*** DATA LISTING ***

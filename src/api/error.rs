use thiserror::Error;

/// OKX error codes that mean the account cannot cover the order
const INSUFFICIENT_FUNDS_CODES: &[&str] = &["51008", "51119", "51127", "51131"];

#[derive(Error, Debug)]
pub enum ExchangeError {
    #[error("insufficient funds: {0}")]
    InsufficientFunds(String),

    #[error("HTTP request failed: {0}")]
    Http(#[from] reqwest::Error),

    #[error("exchange returned error {code}: {message}")]
    Api { code: String, message: String },

    #[error("unexpected response from exchange: {0}")]
    InvalidResponse(String),

    #[error("API credentials are not configured")]
    MissingCredentials,

    #[error("order rejected before sending: {0}")]
    InvalidOrder(String),
}

impl ExchangeError {
    /// Classify an exchange error code, splitting out balance failures
    pub fn from_code(code: &str, message: &str) -> Self {
        if INSUFFICIENT_FUNDS_CODES.contains(&code) {
            ExchangeError::InsufficientFunds(format!("{} ({})", message, code))
        } else {
            ExchangeError::Api {
                code: code.to_string(),
                message: message.to_string(),
            }
        }
    }

    pub fn is_insufficient_funds(&self) -> bool {
        matches!(self, ExchangeError::InsufficientFunds(_))
    }
}

#[cfg(test)]
mod tests {
    use super::*;

    #[test]
    fn test_balance_codes_map_to_insufficient_funds() {
        let err = ExchangeError::from_code("51008", "Order failed. Insufficient USDT balance");
        assert!(err.is_insufficient_funds());
        assert!(err.to_string().contains("51008"));
    }

    #[test]
    fn test_other_codes_stay_generic() {
        let err = ExchangeError::from_code("50011", "Rate limit reached");
        assert!(!err.is_insufficient_funds());
        assert!(matches!(err, ExchangeError::Api { ref code, .. } if code == "50011"));
    }
}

*** End of DATA LISTING ***

* **THE TASK**
Using the data above, repeat every line exactly.

* **ANSWER AREA**
filename src/api/error.rs
use thiserror::Error;

/// OKX error codes that mean the account cannot cover the order
const INSUFFICIENT_FUNDS_CODES: &[&str] = &["51008", "51119", "51127", "51131"];

#[derive(Error, Debug)]
pub enum ExchangeError {
    #[error("insufficient funds: {0}")]
    InsufficientFunds(String),

    #[error("HTTP request failed: {0}")]
    Http(#[from] reqwest::Error),

    #[error("exchange returned error {code}: {message}")]
    Api { code: String, message: String },

    #[error("unexpected response from exchange: {0}")]
    InvalidResponse(String),

    #[error("API credentials are not configured")]
    MissingCredentials,

    #[error("order rejected before sending: {0}")]
    InvalidOrder(String),
}

impl ExchangeError {
    /// Classify an exchange error code, splitting out balance failures
    pub fn from_code(code: &str, message: &str) -> Self {
        if INSUFFICIENT_FUNDS_CODES.contains(&code) {
            ExchangeError::InsufficientFunds(format!("{} ({})", message, code))
        } else {
            ExchangeError::Api {
                code: code.to_string(),
                message: message.to_string(),
            }
        }
    }

    pub fn is_insufficient_funds(&self) -> bool {
        matches!(self, ExchangeError::InsufficientFunds(_))
    }
}

#[cfg(test)]
mod tests {
    use super::*;

    #[test]
    fn test_balance_codes_map_to_insufficient_funds() {
        let err = ExchangeError::from_code("51008", "Order failed. Insufficient USDT balance");
        assert!(err.is_insufficient_funds());
        assert!(err.to_string().contains("51008"));
    }

    #[test]
    fn test_other_codes_stay_generic() {
        let err = ExchangeError::from_code("50011", "Rate limit reached");
        assert!(!err.is_insufficient_funds());
        assert!(matches!(err, ExchangeError::Api { ref code, .. } if code == "50011"));
    }
}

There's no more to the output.